Time is the reason at the moment so Remotery is primarily built to serve my immediate needs. I will add various sorts and real-time updates "may" fall out of it for free but we shall have to see.

I don't mind too much what the units are, but right now there isn't anything in the UI that specifies what the units are, so a column heading saying 'μs' or whatever would be nice. Also, having thousand separators would be useful (especially if it is staying in microsecond).

Stuff such as this is very easy to add (see SampleWindow.js). However I am not on that branch right now but will happily accept pull requests.

I am happy to try and help out a little; is there something specific I can do to help with this issue? I have taken a little look at the code and understand the problem.

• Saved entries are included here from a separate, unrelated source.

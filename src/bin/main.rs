#[macro_use]
extern crate tracing;

use std::{path::PathBuf, process, sync::Arc, time::Duration};

use ed25519_dalek::VerifyingKey;
use structopt::StructOpt;
use tokio::signal;
use tracing_subscriber::*;

use cmix_node::{
    node::{Instance, InstanceConfig, LoopbackTransport},
    settings::Settings,
};

#[derive(Debug, StructOpt)]
#[structopt(name = "Configuration file path", about = "Path to the configuration file")]
struct Opt {
    #[structopt(short, parse(from_os_str))]
    config_path: PathBuf,
}

#[tokio::main]
async fn main() {
    let opt = Opt::from_args();
    let settings = Settings::new(opt.config_path).unwrap_or_else(|err| {
        eprintln!("{}", err);
        process::exit(1);
    });
    let Settings {
        node: node_settings,
        group: group_settings,
        permissioning: permissioning_settings,
        metrics: metrics_settings,
        log: log_settings,
        ..
    } = settings;

    FmtSubscriber::builder()
        .with_env_filter(log_settings.filter)
        .with_ansi(true)
        .init();

    if node_settings.use_gpu {
        warn!("the GPU backend is unsupported, running phase graphs on the CPU");
    }
    if node_settings.disable_streaming {
        warn!("disabling streamed hand-off is unsupported, streaming stays on");
    }

    let group = group_settings.group().unwrap_or_else(|err| {
        eprintln!("invalid group parameters: {}", err);
        process::exit(1);
    });
    let verifying_key = VerifyingKey::from_bytes(&permissioning_settings.verifying_key)
        .unwrap_or_else(|err| {
            eprintln!("invalid permissioning key: {}", err);
            process::exit(1);
        });

    let instance = Instance::new(InstanceConfig {
        group: Arc::new(group),
        node_id: node_settings.node_id(),
        network: LoopbackTransport::new(),
        secrets: Arc::new(cmix_node::node::InMemorySecrets::new()),
        verifying_key: Some(verifying_key),
        keep_buffers: node_settings.keep_buffers,
        recovered_error_path: node_settings.recovered_error_path,
        metric_log_path: metrics_settings.log_path,
        rng_seed: node_settings.rng_seed,
    });
    let handles = instance.start();
    info!(
        permissioning = %permissioning_settings.address,
        "node is up, waiting for round descriptors",
    );

    tokio::select! {
        biased;

        _ = signal::ctrl_c() => {}
        _ = futures::future::join_all(handles) => {}
    }

    if let Err(err) = instance.shut_down(Duration::from_secs(5)).await {
        warn!(error = %err, "the resource queue did not drain in time");
    }
}
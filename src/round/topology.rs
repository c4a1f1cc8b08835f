//! The ordered list of nodes cooperating on a round.

use std::fmt;

use serde::{Deserialize, Serialize};
use thiserror::Error;

/// A node identity, as carried on the wire.
#[derive(Clone, PartialEq, Eq, Hash, Serialize, Deserialize)]
pub struct NodeId(Vec<u8>);

impl NodeId {
    pub fn new(bytes: Vec<u8>) -> Self {
        Self(bytes)
    }

    pub fn as_bytes(&self) -> &[u8] {
        &self.0
    }
}

impl fmt::Debug for NodeId {
    fn fmt(&self, f: &mut fmt::Formatter<'_>) -> fmt::Result {
        write!(f, "NodeId({})", hex::encode(&self.0))
    }
}

impl fmt::Display for NodeId {
    fn fmt(&self, f: &mut fmt::Formatter<'_>) -> fmt::Result {
        write!(f, "{}", hex::encode(&self.0))
    }
}

impl From<&[u8]> for NodeId {
    fn from(bytes: &[u8]) -> Self {
        Self(bytes.to_vec())
    }
}

/// An error produced by topology lookups.
#[derive(Debug, Error, PartialEq, Eq)]
pub enum TopologyError {
    /// The node is not part of the circuit.
    #[error("node {0} is not in the circuit")]
    UnknownNode(NodeIdDisplay),
    /// A circuit needs at least one node.
    #[error("a circuit cannot be empty")]
    Empty,
}

/// A displayable node id for error payloads.
#[derive(Debug, PartialEq, Eq)]
pub struct NodeIdDisplay(String);

impl fmt::Display for NodeIdDisplay {
    fn fmt(&self, f: &mut fmt::Formatter<'_>) -> fmt::Result {
        write!(f, "{}", self.0)
    }
}

/// The circuit of a round: an ordered list of node identities.
#[derive(Debug, Clone, PartialEq, Eq, Serialize, Deserialize)]
pub struct Circuit {
    nodes: Vec<NodeId>,
}

impl Circuit {
    pub fn new(nodes: Vec<NodeId>) -> Result<Self, TopologyError> {
        if nodes.is_empty() {
            return Err(TopologyError::Empty);
        }
        Ok(Self { nodes })
    }

    pub fn len(&self) -> usize {
        self.nodes.len()
    }

    pub fn is_empty(&self) -> bool {
        self.nodes.is_empty()
    }

    pub fn nodes(&self) -> &[NodeId] {
        &self.nodes
    }

    fn position(&self, node: &NodeId) -> Result<usize, TopologyError> {
        self.nodes
            .iter()
            .position(|n| n == node)
            .ok_or_else(|| TopologyError::UnknownNode(NodeIdDisplay(node.to_string())))
    }

    pub fn is_first_node(&self, node: &NodeId) -> bool {
        self.nodes.first() == Some(node)
    }

    pub fn is_last_node(&self, node: &NodeId) -> bool {
        self.nodes.last() == Some(node)
    }

    /// The node after `node`, wrapping from the last back to the first.
    pub fn next_node(&self, node: &NodeId) -> Result<&NodeId, TopologyError> {
        let position = self.position(node)?;
        Ok(&self.nodes[(position + 1) % self.nodes.len()])
    }

    /// The node before `node`, wrapping from the first back to the last.
    pub fn prev_node(&self, node: &NodeId) -> Result<&NodeId, TopologyError> {
        let position = self.position(node)?;
        Ok(&self.nodes[(position + self.nodes.len() - 1) % self.nodes.len()])
    }
}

I need to remove the copy/paste API rmt_BeginCPUSample, rmt_BeginD3D11Sample, etc and replace it with something that's easier to extend without defining a host of new macros. So something like:

rmt_BeginSample(CPU, name);

I then need to add optional flags that modify the behaviour of a sample: does it collapse to parent, collapse to neighbour, collapse to sibling, etc? All this bearing in mind that I want to add arbitrary variable watchers to this and part of that task may cross-over with the sample tasks.

I've not thought much of this through in any detail of late. We may find that the goal is neither possible or reasonable.